In May 2017, Chambers was awarded the New England Motor Press Association Executive of the Year Award for his outstanding contributions to the automotive industry.

== Exotic car collector ==
In 2007, The Boston Globe carried an article and photo gallery highlighting Chambers' car collection. His collection of rare automobiles includes the McLaren F1, Mercedes-Benz SLR McLaren, Ferrari Daytona coupé and spyder, Enzo Ferrari, LaFerrari, 2006 Ford GT, 2008 Bugatti Veyron, Porsche 959 Supercar, 2006 Porsche Carrera GT, 2015 Porsche 918 Spyder, 2019 Ford GT Carbon Series, 1959 Cadillac Eldorado Biarritz Convertible, Ford Model B (1932) and a 1955 Mercedes-Benz 300SL that was raced in the 1983 Cannonball Run.

In August 2017, Chambers sold his 1995 McLaren F1 for a record $15.62 million at a Bonhams car auction held in Carmel, California.

When asked what car in his collection was his favorite, Chambers stated the 1972 Ferrari Daytona Spider that he owned in the early 1980s was his personal favorite.

==Personal life==
Chambers lives in Old Lyme, Connecticut, and commutes to his Somerville, Massachusetts headquarters by private helicopter each Monday morning.
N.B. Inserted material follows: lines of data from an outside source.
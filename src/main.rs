use commerce_query_gateway::backend::{BigQueryBackend, ExecutionBackend, OfflineBackend};
use commerce_query_gateway::config::Config;
use commerce_query_gateway::registry::SchemaRegistry;
use commerce_query_gateway::router::QueryRouter;
use commerce_query_gateway::service::{QueryRequest, QueryResponse, QueryService};
use commerce_query_gateway::sql::{SqlGenerator, SqlValidator};

use serde_json::json;
use std::sync::Arc;
use tokio::io::{AsyncBufReadExt, AsyncWriteExt, BufReader};
use tokio::signal;
use tokio::time::{interval, Duration, MissedTickBehavior};
use tracing::{debug, error, info, warn};
use tracing_appender::rolling::{RollingFileAppender, Rotation};
use tracing_subscriber::{fmt, prelude::*, EnvFilter};

#[tokio::main]
async fn main() -> anyhow::Result<()> {
    let log_dir = std::env::var("LOG_DIR").unwrap_or_else(|_| "./logs".to_string());

    std::fs::create_dir_all(&log_dir).unwrap_or_else(|e| {
        eprintln!("Warning: Could not create log directory {}: {}", log_dir, e);
    });

    let file_appender = RollingFileAppender::new(Rotation::DAILY, &log_dir, "commerce-query-gateway.log");
    let (non_blocking, _guard) = tracing_appender::non_blocking(file_appender);

    // stdout carries responses, so console logs go to stderr
    tracing_subscriber::registry()
        .with(
            EnvFilter::try_from_default_env()
                .unwrap_or_else(|_| EnvFilter::new("info,commerce_query_gateway=debug")),
        )
        .with(
            fmt::layer()
                .with_target(true)
                .with_thread_ids(true)
                .with_writer(std::io::stderr),
        )
        .with(
            fmt::layer()
                .with_target(true)
                .with_thread_ids(true)
                .with_ansi(false)
                .json()
                .with_writer(non_blocking),
        )
        .init();

    debug!("Logging initialized - log directory: {}", log_dir);

    if let Err(e) = dotenvy::dotenv() {
        warn!("No .env file found or error loading it: {}", e);
    }

    let config = Config::from_env()?;

    info!("Starting commerce query gateway");
    info!("Platforms: {:?}", config.available_platforms);
    info!("Schema refresh interval: {:?}", config.refresh_interval);
    info!("Max bytes processed: {}", config.max_bytes_processed);

    let registry = Arc::new(SchemaRegistry::new(
        config.document_source(),
        config.available_platforms.clone(),
        config.refresh_interval,
    ));

    // A failed first load is not fatal; requests report the registry as
    // unavailable until the refresh task succeeds.
    match registry.initialize().await {
        Ok(report) => info!(
            "Schema registry ready: {} tables, fingerprint {}",
            report.tables.len(),
            report.fingerprint
        ),
        Err(e) => error!("Initial schema load failed: {}", e),
    }

    let backend: Arc<dyn ExecutionBackend> = match &config.service_key {
        Some(key) => {
            info!("Using BigQuery backend for project {}", config.project_id);
            Arc::new(BigQueryBackend::from_service_account_json(key, config.bigquery_settings()).await?)
        }
        None => {
            warn!("BIGQUERY_SERVICE_KEY not set, using offline backend");
            Arc::new(OfflineBackend::new(registry.clone()))
        }
    };

    let service = Arc::new(QueryService::new(
        registry.clone(),
        QueryRouter::new(),
        SqlGenerator::new(config.generator_settings()),
        SqlValidator::new(backend, config.validator_settings(), config.retry_policy()),
        config.verbose_errors,
    ));

    let refresh_registry = registry.clone();
    let check_every = config.refresh_interval.min(Duration::from_secs(60));
    tokio::spawn(async move {
        let mut ticker = interval(check_every);
        ticker.set_missed_tick_behavior(MissedTickBehavior::Delay);
        ticker.tick().await;

        loop {
            ticker.tick().await;
            match refresh_registry.reload_if_stale().await {
                Some(Ok(report)) => info!(
                    "Refresh task reloaded {} tables (fingerprint {})",
                    report.tables.len(),
                    report.fingerprint
                ),
                Some(Err(e)) => warn!("Refresh task reload failed: {}", e),
                None => {}
            }
        }
    });

    tokio::select! {
        result = serve_lines(service) => result?,
        _ = shutdown_signal() => {}
    }

    info!("Gateway shutdown complete");

    Ok(())
}

/// One JSON request per stdin line, one JSON response per stdout line
async fn serve_lines(service: Arc<QueryService>) -> anyhow::Result<()> {
    let mut lines = BufReader::new(tokio::io::stdin()).lines();
    let mut stdout = tokio::io::stdout();

    info!("Reading requests from stdin");

    while let Some(line) = lines.next_line().await? {
        if line.trim().is_empty() {
            continue;
        }

        let body = match serde_json::from_str::<QueryRequest>(&line) {
            Ok(request) => {
                let response: QueryResponse = service.respond(&request).await;
                serde_json::to_string(&response)?
            }
            Err(e) => {
                warn!("Malformed request line: {}", e);
                json!({
                    "error": {
                        "error": "malformed_request",
                        "message": "Expected {\"text\": ..., \"platforms\": [...]}",
                        "retryable": false,
                    }
                })
                .to_string()
            }
        };

        stdout.write_all(body.as_bytes()).await?;
        stdout.write_all(b"\n").await?;
        stdout.flush().await?;
    }

    info!("Input closed");
    Ok(())
}

async fn shutdown_signal() {
    let ctrl_c = async {
        if let Err(e) = signal::ctrl_c().await {
            error!("Failed to install Ctrl+C handler: {}", e);
            std::future::pending::<()>().await;
        }
    };

    #[cfg(unix)]
    let terminate = async {
        match signal::unix::signal(signal::unix::SignalKind::terminate()) {
            Ok(mut sigterm) => {
                sigterm.recv().await;
            }
            Err(e) => {
                error!("Failed to install SIGTERM handler: {}", e);
                std::future::pending::<()>().await;
            }
        }
    };

    #[cfg(not(unix))]
    let terminate = std::future::pending::<()>();

    tokio::select! {
        _ = ctrl_c => {},
        _ = terminate => {},
    }

    info!("Received shutdown signal");
}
During his flying commute, he often stops at one of his dealerships along the way for meetings. Along with a seven-passenger Bell 429 GlobalRanger helicopter, Chambers also owns a private jet and a string of yachts purchased over the years.

In May 2016, Chambers was awarded an honorary doctorate in business administration from the University of New Haven.

In 2016, Chambers helped to lead the effort to bring the Boston Police Department's mounted police unit back after it was disbanded in 2009 due to budget cuts. He donated $100,000 of the $1.5 million needed. In December 2024, Chambers donated $100 million to Massachusetts General Hospital for naming rights to its new tower housing its oncology center.